Fast, slow and reverse polymorph transformations in thin films of a 5,10-dihydroindolo[3,2-b]indole derivative

Abstract

Many small-molecule organic semiconductors can crystallize in different polymorphs, which influences their electronic (charge transport) and optical (absorption and fluorescence) properties. Understanding polymorph formation and transformation is crucial to control these properties for potential applications. Here we explore different thin films of a newly synthesized derivative of 5,10-dihydroindolo[3,2-b]indole, which shows high photoluminescence quantum yields even in the solid state as well as hole transport. Deposition of this indoloindole-based p-type semiconductor by thermal evaporation and zone-casting from solution results in distinct film morphologies and a metastable polymorph that can transform into more stable polymorphs at room temperature over timescales from hours to months.

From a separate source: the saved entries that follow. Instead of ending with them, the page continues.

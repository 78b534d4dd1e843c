//! Durable key-value backends for the credential slots.
//!
//! The credential store only needs a handful of string slots, so every
//! backend speaks the same small contract: read one key, write a batch,
//! remove a batch. A missing key is `Ok(None)`, never an error.

use std::collections::HashMap;
use std::path::{Path, PathBuf};

use async_trait::async_trait;
use thiserror::Error;
use tokio::io::AsyncWriteExt;
use tokio::sync::Mutex;
use tracing::debug;

#[derive(Error, Debug)]
pub enum StorageError {
    #[error("Storage read failed for '{key}': {message}")]
    Read { key: String, message: String },

    #[error("Storage write failed: {0}")]
    Write(String),

    #[error("Storage I/O error: {0}")]
    Io(#[from] std::io::Error),

    #[error("Storage file is corrupt: {0}")]
    Corrupt(#[from] serde_json::Error),
}

/// Async key-value capability backing the credential store.
#[async_trait]
pub trait KeyValueStore: Send + Sync {
    async fn get(&self, key: &str) -> Result<Option<String>, StorageError>;

    /// Write every pair in one call. Backends that can do so apply the batch
    /// atomically.
    async fn set_many(&self, entries: &[(&str, &str)]) -> Result<(), StorageError>;

    /// Remove every key in one call. Keys that are already absent are skipped.
    async fn remove_many(&self, keys: &[&str]) -> Result<(), StorageError>;

    async fn set(&self, key: &str, value: &str) -> Result<(), StorageError> {
        self.set_many(&[(key, value)]).await
    }
}

// ============================================================================
// In-memory backend
// ============================================================================

/// Process-local store. Batches apply under a single lock.
#[derive(Debug, Default)]
pub struct MemoryStore {
    entries: Mutex<HashMap<String, String>>,
}

impl MemoryStore {
    pub fn new() -> Self {
        Self::default()
    }

    pub async fn len(&self) -> usize {
        self.entries.lock().await.len()
    }

    pub async fn is_empty(&self) -> bool {
        self.entries.lock().await.is_empty()
    }
}

#[async_trait]
impl KeyValueStore for MemoryStore {
    async fn get(&self, key: &str) -> Result<Option<String>, StorageError> {
        Ok(self.entries.lock().await.get(key).cloned())
    }

    async fn set_many(&self, entries: &[(&str, &str)]) -> Result<(), StorageError> {
        let mut map = self.entries.lock().await;
        for (key, value) in entries {
            map.insert((*key).to_string(), (*value).to_string());
        }
        Ok(())
    }

    async fn remove_many(&self, keys: &[&str]) -> Result<(), StorageError> {
        let mut map = self.entries.lock().await;
        for key in keys {
            map.remove(*key);
        }
        Ok(())
    }
}

// ============================================================================
// JSON file backend
// ============================================================================

/// Credential file name inside the storage directory
const STORE_FILE: &str = "credentials.json";

/// Owner read/write only: the file holds bearer and refresh tokens
#[cfg(unix)]
const CREDENTIAL_FILE_MODE: u32 = 0o600;

/// Stores all slots in a single JSON object on disk.
///
/// Every write rewrites the whole file through a temp file and a rename, so a
/// reader sees either the old batch or the new one.
pub struct FileStore {
    path: PathBuf,
    // Serializes read-modify-write cycles within this process.
    lock: Mutex<()>,
}

impl FileStore {
    pub fn new(dir: impl AsRef<Path>) -> Self {
        Self {
            path: dir.as_ref().join(STORE_FILE),
            lock: Mutex::new(()),
        }
    }

    pub fn path(&self) -> &Path {
        &self.path
    }

    async fn read_all(&self) -> Result<HashMap<String, String>, StorageError> {
        match tokio::fs::read_to_string(&self.path).await {
            Ok(contents) if contents.trim().is_empty() => Ok(HashMap::new()),
            Ok(contents) => Ok(serde_json::from_str(&contents)?),
            Err(e) if e.kind() == std::io::ErrorKind::NotFound => Ok(HashMap::new()),
            Err(e) => Err(e.into()),
        }
    }

    async fn write_all(&self, map: &HashMap<String, String>) -> Result<(), StorageError> {
        if let Some(parent) = self.path.parent() {
            tokio::fs::create_dir_all(parent).await?;
        }
        let contents = serde_json::to_string_pretty(map)?;
        let tmp = self.path.with_extension("json.tmp");

        let mut options = tokio::fs::OpenOptions::new();
        options.write(true).create(true).truncate(true);
        #[cfg(unix)]
        options.mode(CREDENTIAL_FILE_MODE);
        let mut file = options.open(&tmp).await?;
        file.write_all(contents.as_bytes()).await?;
        file.sync_all().await?;
        drop(file);

        // A temp file left behind by an earlier crash keeps its old mode
        #[cfg(unix)]
        {
            use std::os::unix::fs::PermissionsExt;
            tokio::fs::set_permissions(&tmp, std::fs::Permissions::from_mode(CREDENTIAL_FILE_MODE))
                .await?;
        }

        tokio::fs::rename(&tmp, &self.path).await?;
        debug!(path = %self.path.display(), keys = map.len(), "Credential file written");
        Ok(())
    }
}

#[async_trait]
impl KeyValueStore for FileStore {
    async fn get(&self, key: &str) -> Result<Option<String>, StorageError> {
        let _guard = self.lock.lock().await;
        let map = self.read_all().await.map_err(|e| StorageError::Read {
            key: key.to_string(),
            message: e.to_string(),
        })?;
        Ok(map.get(key).cloned())
    }

    async fn set_many(&self, entries: &[(&str, &str)]) -> Result<(), StorageError> {
        let _guard = self.lock.lock().await;
        let mut map = self.read_all().await?;
        for (key, value) in entries {
            map.insert((*key).to_string(), (*value).to_string());
        }
        self.write_all(&map).await
    }

    async fn remove_many(&self, keys: &[&str]) -> Result<(), StorageError> {
        let _guard = self.lock.lock().await;
        let mut map = match self.read_all().await {
            Ok(map) => map,
            // An unreadable file is replaced rather than blocking logout.
            Err(StorageError::Corrupt(_)) => HashMap::new(),
            Err(e) => return Err(e),
        };
        let before = map.len();
        for key in keys {
            map.remove(*key);
        }
        if map.len() == before && before > 0 {
            return Ok(());
        }
        if map.is_empty() {
            match tokio::fs::remove_file(&self.path).await {
                Ok(()) => Ok(()),
                Err(e) if e.kind() == std::io::ErrorKind::NotFound => Ok(()),
                Err(e) => Err(e.into()),
            }
        } else {
            self.write_all(&map).await
        }
    }
}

Their conversion and changing structural, optical and electronic properties are characterized by grazing incidence wide-angle X-ray scattering (GIWAXS), atomic force microscopy (AFM), absorption, fluorescence, and Raman spectroscopy as well as charge transport measurements in field-effect transistors (FET). Rough and polycrystalline films result in very fast polymorph transformation, while defect-free and smooth zone-cast films are stable for several months. Annealing these films does not lead to faster conversion but instead to thermodynamic stabilisation of the metastable polymorph and thus even a reversal of aged thin films. For this and potentially other organic polymorphic systems, long-term retention of a metastable polymorph and its electronic and optical properties can be achieved by controlling the initial film morphology, while annealing can indeed induce the formation of metastable polymorphs.